Recession Deals, Going, Going, Gone (Source: AP)
Good news for everyone who has been out of work for months, facing foreclosure or generally struggling to make their bills: The recession is over. The bad news: It has been for a while. The National Bureau of Economic Research, which is the organization that officially designates when a recession starts and when a recession ends, announced today that the Great Recession officially ended in June 2009. Does that mean unemployment will drop anytime soon? Probably not. The weird thing about the NBER is that by its own admission it doesn’t wait until the job market turns around before it calls the end of the recession, from the NBER’s statement:
Second, in previous business cycles, aggregate hours and employment have frequently reached their troughs later than the NBER’s trough date. In particular, in 2001-03, the trough in payroll employment occurred 21 months after the NBER trough date. In 2009, the NBER trough date is 6 months before the trough in payroll employment. In both the 2001-03 and 2009 cycles, household employment also reached its trough later than the NBER trough date.

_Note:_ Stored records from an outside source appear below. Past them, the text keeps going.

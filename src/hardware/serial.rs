// Encoder co-processor link over a serial port

use serialport::{self, SerialPort};
use std::io::{ErrorKind, Read};
use std::time::Duration;
use tracing::info;

use super::SerialLink;
use crate::error::Result;

/// Read timeout; the co-processor streams a packet roughly every 20ms
pub const DEFAULT_TIMEOUT_MS: u64 = 20;

/// Open the serial port the encoder co-processor is attached to
pub fn open_encoder_link(port_name: &str, baudrate: u32) -> Result<Box<dyn SerialPort>> {
    info!("Opening encoder link on {} at {} baud", port_name, baudrate);
    let port = serialport::new(port_name, baudrate)
        .timeout(Duration::from_millis(DEFAULT_TIMEOUT_MS))
        .open()?;

    Ok(port)
}

impl SerialLink for Box<dyn SerialPort> {
    fn bytes_available(&mut self) -> Result<usize> {
        Ok(self.bytes_to_read()? as usize)
    }

    fn read_bytes(&mut self, buf: &mut [u8]) -> Result<usize> {
        match self.read(buf) {
            Ok(n) => Ok(n),
            // A timeout only means nothing arrived yet
            Err(e) if e.kind() == ErrorKind::TimedOut => Ok(0),
            Err(e) => Err(e.into()),
        }
    }
}
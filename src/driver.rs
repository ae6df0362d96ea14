// High-level driver for a four-motor tank drive base
//
// Owns the drive motors, gyro, encoder link and driver controller, plus the PID
// and encoder configuration, and exposes the closed-loop maneuvers and teleop
// mixing built on them.

use std::f64::consts::PI;
use std::time::Duration;

use tokio::time::{error::Elapsed, sleep, timeout};
use tracing::{debug, info, warn};

use crate::config::{EncoderSettings, PositionGains, RobotConfig, TurnGains};
use crate::control::{PositionLoop, TurnLoop};
use crate::encoder::EncoderAggregator;
use crate::error::{DriveError, Result};
use crate::hardware::{ControllerInput, DriveMotors, Gyro, Motor, SerialLink};
use crate::teleop::SidePower;

/// Loop period from a configured millisecond value; unusable values sleep for zero
fn loop_period(period_ms: f64) -> Duration {
    Duration::try_from_secs_f64(period_ms.max(0.0) / 1000.0).unwrap_or_default()
}

/// Closed-loop driver for the drive base
pub struct RobotDriver<M, G, S, C> {
    motors: DriveMotors<M>,
    gyro: G,
    encoder_link: S,
    controller: C,
    encoders: EncoderAggregator,
    wheel_circumference: f64,
    turn_gains: TurnGains,
    position_gains: PositionGains,
}

impl<M, G, S, C> RobotDriver<M, G, S, C>
where
    M: Motor,
    G: Gyro,
    S: SerialLink,
    C: ControllerInput,
{
    /// Create a driver from its hardware handles
    ///
    /// Gains and encoder settings start at their defaults; use the `configure_*`
    /// methods or [`RobotDriver::apply_config`] to set them.
    pub fn new(
        motors: DriveMotors<M>,
        gyro: G,
        encoder_link: S,
        controller: C,
        wheel_diameter: f64,
    ) -> Self {
        let encoder_settings = EncoderSettings::default();
        Self {
            motors,
            gyro,
            encoder_link,
            controller,
            encoders: EncoderAggregator::new(encoder_settings.count, encoder_settings.ppr),
            wheel_circumference: wheel_diameter * PI,
            turn_gains: TurnGains::default(),
            position_gains: PositionGains::default(),
        }
    }

    // === Configuration ===

    /// Set heading loop gains, period and output magnitude bounds
    pub fn configure_turn_pid(&mut self, gains: TurnGains) {
        info!("Turn PID configured: {:?}", gains);
        self.turn_gains = gains;
    }

    /// Set distance loop gains and period
    pub fn configure_position_pid(&mut self, gains: PositionGains) {
        info!("Position PID configured: {:?}", gains);
        self.position_gains = gains;
    }

    /// Set how many encoders the co-processor reports and their pulses per revolution
    pub fn configure_encoders(&mut self, count: usize, ppr: i32) {
        info!("Encoders configured: {} at {} pulses/rev", count, ppr);
        self.encoders.configure(count, ppr);
    }

    pub fn apply_config(&mut self, config: &RobotConfig) {
        self.wheel_circumference = config.wheel.diameter * PI;
        self.configure_turn_pid(config.turn);
        self.configure_position_pid(config.position);
        self.configure_encoders(config.encoders.count, config.encoders.ppr);
    }

    pub fn turn_gains(&self) -> TurnGains {
        self.turn_gains
    }

    pub fn position_gains(&self) -> PositionGains {
        self.position_gains
    }

    pub fn wheel_circumference(&self) -> f64 {
        self.wheel_circumference
    }

    // === Closed-loop maneuvers ===

    /// Turn by `desired_angle` degrees relative to the current heading
    ///
    /// Blocks the calling task until the heading error has stayed in band for
    /// the confirmation count; there is no timeout (see
    /// [`RobotDriver::turn_pid_within`]). Motors are left at the last output.
    pub async fn turn_pid(&mut self, desired_angle: f64) -> Result<()> {
        info!("Turning {:.2} degrees", desired_angle);
        let period = loop_period(self.turn_gains.period_ms);
        let mut turn = TurnLoop::new(desired_angle, self.turn_gains);
        let initial = self.gyro.yaw()?;

        let mut iterations = 0u64;
        while turn.advance() {
            let actual = self.gyro.yaw()? - initial;
            let output = turn.update(actual);
            self.motors.set_all(output)?;
            iterations += 1;
            sleep(period).await;
        }

        info!(
            "Turn settled after {} iterations, error {:.3}",
            iterations,
            turn.error()
        );
        Ok(())
    }

    /// Turn, then zero the gyro reference so the next turn starts from a fresh frame
    pub async fn turn_pid_and_recalibrate(&mut self, desired_angle: f64) -> Result<()> {
        self.turn_pid(desired_angle).await?;
        self.recalibrate_gyro()
    }

    pub fn recalibrate_gyro(&mut self) -> Result<()> {
        debug!("Resetting gyro reference");
        self.gyro.reset()
    }

    /// Drive `distance` inches (negative reverses) measured on the front-left wheel
    ///
    /// Finishes on the first sample inside the tolerance band. There is no
    /// timeout (see [`RobotDriver::position_pid_within`]).
    pub async fn position_pid(&mut self, distance: f64) -> Result<()> {
        let desired = distance / self.wheel_circumference;
        info!("Driving {:.2} in ({:.4} rev)", distance, desired);
        let period = loop_period(self.position_gains.period_ms);
        let mut position = PositionLoop::new(desired, self.position_gains);
        let initial = self.motors.front_left.position()?;

        let mut iterations = 0u64;
        while position.should_continue() {
            let actual = self.motors.front_left.position()? - initial;
            let output = position.update(actual);
            self.motors.set_sides(output, -output)?;
            iterations += 1;
            sleep(period).await;
        }

        info!(
            "Drive settled after {} iterations, error {:.4} rev",
            iterations,
            position.error()
        );
        Ok(())
    }

    /// [`RobotDriver::turn_pid`] with a deadline; on expiry the motors are stopped
    pub async fn turn_pid_within(&mut self, desired_angle: f64, limit: Duration) -> Result<()> {
        let outcome = timeout(limit, self.turn_pid(desired_angle)).await;
        self.finish_within("turn", limit, outcome)
    }

    /// [`RobotDriver::position_pid`] with a deadline; on expiry the motors are stopped
    pub async fn position_pid_within(&mut self, distance: f64, limit: Duration) -> Result<()> {
        let outcome = timeout(limit, self.position_pid(distance)).await;
        self.finish_within("drive", limit, outcome)
    }

    fn finish_within(
        &mut self,
        maneuver: &'static str,
        limit: Duration,
        outcome: std::result::Result<Result<()>, Elapsed>,
    ) -> Result<()> {
        match outcome {
            Ok(result) => result,
            Err(_) => {
                warn!("{} did not settle within {:?}, stopping", maneuver, limit);
                self.stop()?;
                Err(DriveError::DeadlineElapsed { maneuver, limit })
            }
        }
    }

    /// Zero all four drive motors
    pub fn stop(&mut self) -> Result<()> {
        info!("Stopping drive motors");
        self.motors.set_all(0.0)
    }

    /// Same output on all four motors
    pub fn drive_all(&mut self, output: f64) -> Result<()> {
        self.motors.set_all(output)
    }

    /// Current gyro yaw in degrees
    pub fn heading(&mut self) -> Result<f64> {
        self.gyro.yaw()
    }

    // === Encoders ===

    /// Pull the newest packet from the encoder link
    ///
    /// Link failures are logged and leave the previous values in place.
    /// Returns whether new values were decoded.
    pub fn update_encoder_vals(&mut self) -> bool {
        match self.encoders.poll(&mut self.encoder_link) {
            Ok(updated) => updated,
            Err(e) => {
                warn!("Encoder link read failed, keeping stale values: {}", e);
                false
            }
        }
    }

    /// Degrees of shaft rotation for a 1-based encoder index, `None` if there is no such encoder
    pub fn encoder_val(&self, index: usize) -> Option<i32> {
        self.encoders.degrees(index)
    }

    /// Like [`RobotDriver::encoder_val`] but reports 0 for an unknown index
    pub fn get_encoder_val(&self, index: usize) -> i32 {
        self.encoder_val(index).unwrap_or(0)
    }

    /// Update from the link, then read one encoder
    pub fn read_encoder(&mut self, index: usize) -> i32 {
        self.update_encoder_vals();
        self.get_encoder_val(index)
    }

    pub fn encoders(&self) -> &EncoderAggregator {
        &self.encoders
    }

    // === Driver control ===

    pub fn tank_drive(&mut self) -> Result<()> {
        let power = SidePower::tank_from(&self.controller);
        self.apply_side_power(power)
    }

    pub fn arcade_drive(&mut self) -> Result<()> {
        let power = SidePower::arcade_from(&self.controller);
        self.apply_side_power(power)
    }

    fn apply_side_power(&mut self, power: SidePower) -> Result<()> {
        self.motors
            .set_sides(f64::from(power.left), f64::from(power.right))
    }

    /// Raw controller access for collaborators that need the sticks or buttons
    pub fn controller(&self) -> &C {
        &self.controller
    }
}
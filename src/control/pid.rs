/// One iteration's PID terms
#[derive(Debug, Clone, Copy, Default, PartialEq)]
pub struct PidTerms {
    pub error: f64,
    pub integral: f64,
    pub derivative: f64,
    /// Unclamped controller output
    pub output: f64,
}

/// Loop-local PID accumulator
///
/// The integral accumulates on every update with no windup limit, and `dt` is
/// used exactly as configured (the drive loops use milliseconds).
#[derive(Debug, Clone)]
pub struct Pid {
    kp: f64,
    ki: f64,
    kd: f64,
    dt: f64,
    error_prior: f64,
    integral: f64,
}

impl Pid {
    pub fn new(kp: f64, ki: f64, kd: f64, dt: f64) -> Self {
        Self {
            kp,
            ki,
            kd,
            dt,
            error_prior: 0.0,
            integral: 0.0,
        }
    }

    pub fn update(&mut self, error: f64) -> PidTerms {
        let integral = self.integral + error * self.dt;
        let derivative = (error - self.error_prior) / self.dt;
        let output = self.kp * error + self.ki * integral + self.kd * derivative;

        self.error_prior = error;
        self.integral = integral;

        PidTerms {
            error,
            integral,
            derivative,
            output,
        }
    }
}
// Linear distance loop state, measured in wheel revolutions

use tracing::debug;

use super::Pid;
use crate::config::{ERROR_BOUND_DRIVE, POSITION_MAX_OUTPUT, PositionGains};

/// Position loop; exits on the first sample inside the tolerance band
#[derive(Debug, Clone)]
pub struct PositionLoop {
    desired: f64,
    pid: Pid,
    error: f64,
}

impl PositionLoop {
    /// `desired` is in revolutions relative to the start position
    pub fn new(desired: f64, gains: PositionGains) -> Self {
        Self {
            desired,
            pid: Pid::new(gains.kp, gains.ki, gains.kd, gains.period_ms),
            error: ERROR_BOUND_DRIVE * 2.0,
        }
    }

    pub fn should_continue(&self) -> bool {
        self.error.abs() > ERROR_BOUND_DRIVE
    }

    /// Feed the revolutions travelled so far and get the left-side motor command
    pub fn update(&mut self, actual: f64) -> f64 {
        let error = self.desired - actual;
        let terms = self.pid.update(error);
        let output = terms.output.clamp(-POSITION_MAX_OUTPUT, POSITION_MAX_OUTPUT);
        debug!(
            "position: actual={:.4} error={:.4} integral={:.4} derivative={:.4} output={:.3} clamped={:.3}",
            actual, error, terms.integral, terms.derivative, terms.output, output
        );

        self.error = error;
        output
    }

    pub fn error(&self) -> f64 {
        self.error
    }
}
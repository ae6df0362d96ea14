use std::time::Duration;

use robot_driver::config::{EncoderSettings, PositionGains, RobotConfig, TurnGains};
use robot_driver::hardware::sim::{
    MotorSlot, PlantResponse, SimController, SimGyro, SimMotor, SimRobot, SimSerial,
};
use robot_driver::hardware::{Axis, Button};
use robot_driver::runtime::{self, OpControl};
use robot_driver::teleop::TurnDirection;
use robot_driver::{DriveError, RobotDriver};

type SimDriver = RobotDriver<SimMotor, SimGyro, SimSerial, SimController>;

struct Rig {
    robot: SimRobot,
    link: SimSerial,
    controller: SimController,
    driver: SimDriver,
}

fn rig() -> Rig {
    let robot = SimRobot::new(PlantResponse::STATIC);
    let link = SimSerial::new();
    let controller = SimController::new();
    let mut driver = RobotDriver::new(
        robot.motors(),
        robot.gyro(),
        link.clone(),
        controller.clone(),
        4.0,
    );
    driver.configure_turn_pid(TurnGains {
        kp: 1.0,
        ki: 0.0,
        kd: 0.0,
        period_ms: 10.0,
        min_output: 5.0,
        max_output: 100.0,
    });
    Rig {
        robot,
        link,
        controller,
        driver,
    }
}

fn packet(values: &[i32]) -> Vec<u8> {
    let mut bytes = vec![0x80];
    for v in values {
        bytes.extend_from_slice(&v.to_le_bytes());
    }
    bytes
}

const ALL_SLOTS: [MotorSlot; 4] = [
    MotorSlot::FrontLeft,
    MotorSlot::BackLeft,
    MotorSlot::FrontRight,
    MotorSlot::BackRight,
];

// === Encoders ===

#[test]
fn test_read_encoder_decodes_packet() {
    let mut rig = rig();
    rig.driver.configure_encoders(3, 360);
    rig.link.push(&packet(&[100, -250, 0]));

    assert_eq!(rig.driver.read_encoder(1), 100);
    assert_eq!(rig.driver.get_encoder_val(2), -250);
    assert_eq!(rig.driver.get_encoder_val(3), 0);
}

#[test]
fn test_encoder_degrees_use_ppr() {
    let mut rig = rig();
    rig.driver.configure_encoders(3, 1440);
    rig.link.push(&packet(&[1440, -720, 0]));

    assert!(rig.driver.update_encoder_vals());
    assert_eq!(rig.driver.get_encoder_val(1), 360);
    assert_eq!(rig.driver.get_encoder_val(2), -180);
}

#[test]
fn test_misaligned_stream_matches_clean_stream() {
    let mut clean = rig();
    let mut noisy = rig();
    clean.driver.configure_encoders(3, 360);
    noisy.driver.configure_encoders(3, 360);
    clean.link.push(&packet(&[100, -250, 0]));
    noisy.link.push(&[0xAA, 0x55]);
    noisy.link.push(&packet(&[100, -250, 0]));

    assert!(clean.driver.update_encoder_vals());
    assert!(noisy.driver.update_encoder_vals());
    for index in 1..=3 {
        assert_eq!(
            clean.driver.get_encoder_val(index),
            noisy.driver.get_encoder_val(index)
        );
    }
}

#[test]
fn test_unknown_encoder_index_reads_zero() {
    let mut rig = rig();
    rig.driver.configure_encoders(3, 360);
    rig.link.push(&packet(&[5, 6, 7]));
    rig.driver.update_encoder_vals();

    assert_eq!(rig.driver.get_encoder_val(0), 0);
    assert_eq!(rig.driver.get_encoder_val(4), 0);
    assert_eq!(rig.driver.encoder_val(4), None);
    assert_eq!(rig.driver.encoder_val(3), Some(7));
}

#[test]
fn test_link_failure_keeps_stale_values() {
    let mut rig = rig();
    rig.driver.configure_encoders(2, 360);
    rig.link.push(&packet(&[30, 60]));
    assert!(rig.driver.update_encoder_vals());

    rig.link.set_failing(true);
    assert_eq!(rig.driver.read_encoder(2), 60);

    // Recovers once the link does
    rig.link.set_failing(false);
    rig.link.push(&packet(&[31, 61]));
    assert_eq!(rig.driver.read_encoder(1), 31);
}

#[test]
fn test_too_few_bytes_is_noop() {
    let mut rig = rig();
    rig.driver.configure_encoders(3, 360);
    rig.link.push(&packet(&[1, 2, 3])[..8]);

    assert!(!rig.driver.update_encoder_vals());
    assert_eq!(rig.link.pending(), 8);
    assert_eq!(rig.driver.get_encoder_val(1), 0);
}

// === Turn loop ===

#[tokio::test(start_paused = true)]
async fn test_turn_confirms_for_three_extra_iterations() {
    let mut rig = rig();
    // Initial capture, then snapped straight onto the target
    rig.robot.script_yaw([0.0, 90.0]);

    rig.driver.turn_pid(90.0).await.unwrap();

    assert_eq!(rig.robot.iterations(), 4);
    assert_eq!(rig.robot.yaw_reads(), 5);
    // Zero error still drives at the minimum output, same sign on every motor
    for slot in ALL_SLOTS {
        assert_eq!(rig.robot.outputs(slot), vec![5.0; 4]);
    }
}

#[tokio::test(start_paused = true)]
async fn test_turn_regression_resets_confirmation() {
    let mut rig = rig();
    rig.robot.script_yaw([0.0, 90.0, 90.0, 80.0, 90.0]);

    rig.driver.turn_pid(90.0).await.unwrap();

    // Two in band, one out, then three more to confirm plus the settling sample
    assert_eq!(rig.robot.iterations(), 7);
}

#[tokio::test(start_paused = true)]
async fn test_turn_measures_relative_to_start_across_wrap() {
    let mut rig = rig();
    // Start at 170, turn +40 to land on -150 after the gyro wraps
    rig.robot.script_yaw([170.0, -170.0, -150.0]);

    rig.driver.turn_pid(40.0).await.unwrap();

    let outputs = rig.robot.outputs(MotorSlot::FrontLeft);
    // 20 degrees still to go on the first sample
    assert_eq!(outputs[0], 20.0);
    assert_eq!(outputs.len(), 5);
}

#[tokio::test(start_paused = true)]
async fn test_turn_and_recalibrate_resets_gyro() {
    let mut rig = rig();
    rig.robot.script_yaw([0.0, -45.0]);

    rig.driver.turn_pid_and_recalibrate(-45.0).await.unwrap();

    assert_eq!(rig.robot.gyro_resets(), 1);
    assert_eq!(rig.robot.yaw(), 0.0);
}

#[tokio::test(start_paused = true)]
async fn test_turn_converges_on_plant() {
    let robot = SimRobot::new(PlantResponse::default());
    let mut driver = RobotDriver::new(
        robot.motors(),
        robot.gyro(),
        SimSerial::new(),
        SimController::new(),
        4.0,
    );
    driver.apply_config(&RobotConfig::default());

    driver
        .turn_pid_within(90.0, Duration::from_secs(30))
        .await
        .unwrap();

    assert!((robot.yaw() - 90.0).abs() < 1.0, "ended at {}", robot.yaw());
}

#[tokio::test(start_paused = true)]
async fn test_gyro_failure_aborts_turn() {
    let mut rig = rig();
    rig.robot.disconnect_gyro();

    let err = rig.driver.turn_pid(90.0).await.unwrap_err();
    assert!(matches!(err, DriveError::Device { device: "gyro", .. }));
    assert_eq!(rig.robot.iterations(), 0);
}

#[tokio::test(start_paused = true)]
async fn test_turn_deadline_stops_motors() {
    let mut rig = rig();
    // Static plant never reaches the target

    let err = rig
        .driver
        .turn_pid_within(90.0, Duration::from_secs(1))
        .await
        .unwrap_err();

    assert!(matches!(err, DriveError::DeadlineElapsed { maneuver: "turn", .. }));
    assert!(rig.robot.iterations() > 10);
    for slot in ALL_SLOTS {
        assert_eq!(rig.robot.last_output(slot), Some(0.0));
    }
}

#[tokio::test(start_paused = true)]
async fn test_drive_deadline_stops_motors() {
    let mut rig = rig();
    // Wheels never turn, so the distance is never covered

    let err = rig
        .driver
        .position_pid_within(12.0, Duration::from_secs(1))
        .await
        .unwrap_err();

    assert!(matches!(err, DriveError::DeadlineElapsed { maneuver: "drive", .. }));
    assert!(rig.robot.iterations() > 10);
    let left = rig.robot.outputs(MotorSlot::FrontLeft);
    assert!(left[0] > 0.0);
    for slot in ALL_SLOTS {
        assert_eq!(rig.robot.last_output(slot), Some(0.0));
    }
}

// === Position loop ===

#[tokio::test(start_paused = true)]
async fn test_position_exits_on_first_sample_at_target() {
    let mut rig = rig();
    let distance = 4.0 * rig.driver.wheel_circumference();
    rig.robot.script_position([0.0, 1.0, 2.0, 4.0]);

    rig.driver.position_pid(distance).await.unwrap();

    // One iteration after the jump, no confirmation
    assert_eq!(rig.robot.iterations(), 3);
    assert_eq!(rig.robot.position_reads(), 4);

    let left = rig.robot.outputs(MotorSlot::FrontLeft);
    let right = rig.robot.outputs(MotorSlot::FrontRight);
    assert_eq!(left[0], 128.0);
    for (l, r) in left.iter().zip(&right) {
        assert_eq!(*r, -*l);
    }
    assert_eq!(rig.robot.outputs(MotorSlot::BackLeft), left);
    assert_eq!(rig.robot.outputs(MotorSlot::BackRight), right);
}

#[tokio::test(start_paused = true)]
async fn test_position_is_relative_to_start() {
    let mut rig = rig();
    let distance = -rig.driver.wheel_circumference();
    // Starts at 10 revolutions, reverses one
    rig.robot.script_position([10.0, 9.5, 9.0]);

    rig.driver.position_pid(distance).await.unwrap();

    assert_eq!(rig.robot.iterations(), 2);
    assert!(rig.robot.outputs(MotorSlot::FrontLeft)[0] < 0.0);
}

#[tokio::test(start_paused = true)]
async fn test_position_converges_on_plant() {
    let robot = SimRobot::new(PlantResponse::default());
    let mut driver = RobotDriver::new(
        robot.motors(),
        robot.gyro(),
        SimSerial::new(),
        SimController::new(),
        4.0,
    );
    driver.configure_position_pid(PositionGains {
        kp: 64.0,
        ki: 0.0,
        kd: 0.0,
        period_ms: 10.0,
    });

    driver
        .position_pid_within(12.0, Duration::from_secs(60))
        .await
        .unwrap();

    let travelled = robot.revolutions() * driver.wheel_circumference();
    assert!((travelled - 12.0).abs() < 0.05, "travelled {}", travelled);
}

// === Driver control ===

#[test]
fn test_tank_drive_mixing() {
    let mut rig = rig();
    rig.controller.set_axis(Axis::LeftY, 50);
    rig.controller.set_axis(Axis::RightY, 30);

    rig.driver.tank_drive().unwrap();

    assert_eq!(rig.robot.last_output(MotorSlot::FrontLeft), Some(50.0));
    assert_eq!(rig.robot.last_output(MotorSlot::BackLeft), Some(50.0));
    assert_eq!(rig.robot.last_output(MotorSlot::FrontRight), Some(-30.0));
    assert_eq!(rig.robot.last_output(MotorSlot::BackRight), Some(-30.0));
}

#[test]
fn test_arcade_drive_mixing() {
    let mut rig = rig();
    rig.controller.set_axis(Axis::LeftY, 40);
    rig.controller.set_axis(Axis::RightX, 10);

    rig.driver.arcade_drive().unwrap();

    assert_eq!(rig.robot.last_output(MotorSlot::FrontLeft), Some(-30.0));
    assert_eq!(rig.robot.last_output(MotorSlot::BackLeft), Some(-30.0));
    assert_eq!(rig.robot.last_output(MotorSlot::FrontRight), Some(50.0));
    assert_eq!(rig.robot.last_output(MotorSlot::BackRight), Some(50.0));
}

#[test]
fn test_controller_exposed_to_collaborators() {
    let rig = rig();
    use robot_driver::hardware::ControllerInput;
    rig.controller.press(Button::L1);
    assert!(rig.driver.controller().digital(Button::L1));
    assert!(!rig.driver.controller().digital(Button::L2));
}

#[test]
fn test_apply_config() {
    let mut rig = rig();
    let config = RobotConfig {
        encoders: EncoderSettings { count: 5, ppr: 90 },
        ..RobotConfig::default()
    };

    rig.driver.apply_config(&config);

    assert_eq!(rig.driver.encoders().count(), 5);
    assert_eq!(rig.driver.encoders().ppr(), 90);
    assert_eq!(rig.driver.turn_gains(), config.turn);
    assert_eq!(rig.driver.position_gains(), config.position);
    assert!((rig.driver.wheel_circumference() - 4.0 * std::f64::consts::PI).abs() < 1e-12);
}

#[tokio::test(start_paused = true)]
async fn test_quick_turn_overrides_sticks_until_done() {
    let mut rig = rig();
    let mut opcontrol = OpControl::new();
    rig.controller.set_axis(Axis::LeftY, 60);
    rig.robot.script_yaw([0.0, 0.0, 30.0, 60.0, 95.0]);
    rig.controller.press(Button::A);

    opcontrol.cycle(&mut rig.driver).await.unwrap();
    rig.controller.release(Button::A);
    let turn = opcontrol.quick_turn().unwrap();
    assert_eq!(turn.direction(), TurnDirection::Positive);
    assert_eq!(rig.robot.last_output(MotorSlot::FrontLeft), Some(25.0));
    assert_eq!(rig.robot.last_output(MotorSlot::FrontRight), Some(25.0));

    opcontrol.cycle(&mut rig.driver).await.unwrap();
    assert_eq!(rig.robot.last_output(MotorSlot::FrontLeft), Some(25.0));

    opcontrol.cycle(&mut rig.driver).await.unwrap();
    let slowed = rig.robot.last_output(MotorSlot::FrontLeft).unwrap();
    assert!(slowed < 25.0 && slowed > 15.0);

    // Target covered: the sticks take over again
    opcontrol.cycle(&mut rig.driver).await.unwrap();
    assert!(opcontrol.quick_turn().is_none());
    assert_eq!(rig.robot.last_output(MotorSlot::FrontLeft), Some(60.0));
}

#[tokio::test(start_paused = true)]
async fn test_drive_button_runs_position_loop() {
    let mut rig = rig();
    let mut opcontrol = OpControl::new();
    let target = 20.0 / rig.driver.wheel_circumference();
    rig.robot.script_position([0.0, target]);
    rig.controller.press(Button::B);

    opcontrol.cycle(&mut rig.driver).await.unwrap();

    assert_eq!(rig.robot.position_reads(), 2);
}

#[tokio::test(start_paused = true)]
async fn test_runtime_drives_from_sticks() {
    let mut rig = rig();
    rig.controller.set_axis(Axis::LeftY, -40);
    rig.controller.set_axis(Axis::RightY, -40);

    let result = tokio::time::timeout(Duration::from_millis(200), runtime::run(&mut rig.driver)).await;

    assert!(result.is_err(), "driver control only ends on error");
    assert!(rig.robot.iterations() >= 5);
    assert_eq!(rig.robot.last_output(MotorSlot::BackLeft), Some(-40.0));
    assert_eq!(rig.robot.last_output(MotorSlot::BackRight), Some(40.0));
}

So what did we learn from today’s “End of Recession” announcement?
Even if it feels like they called it early, the NBER, at least by feel, seems to have gotten one thing right. This recession was/is/will be longer than any in the post WWII period. By the NBER’s calculations, this recession lasted 18 months. That was two months longer than both the recessions in the mid-1970s and the one that started in July 1981.
For some the question is how long will it be until the NBER announces we are back in a recession. The last two times we have had double dips, the recession started 36 months later in the mid-1970s, and 12 months later in the early 1980s. The good news is that both of those times the earlier dip was a short one. So it could be that the length of this recession means that we will escape without a second leg. Let’s hope for the best.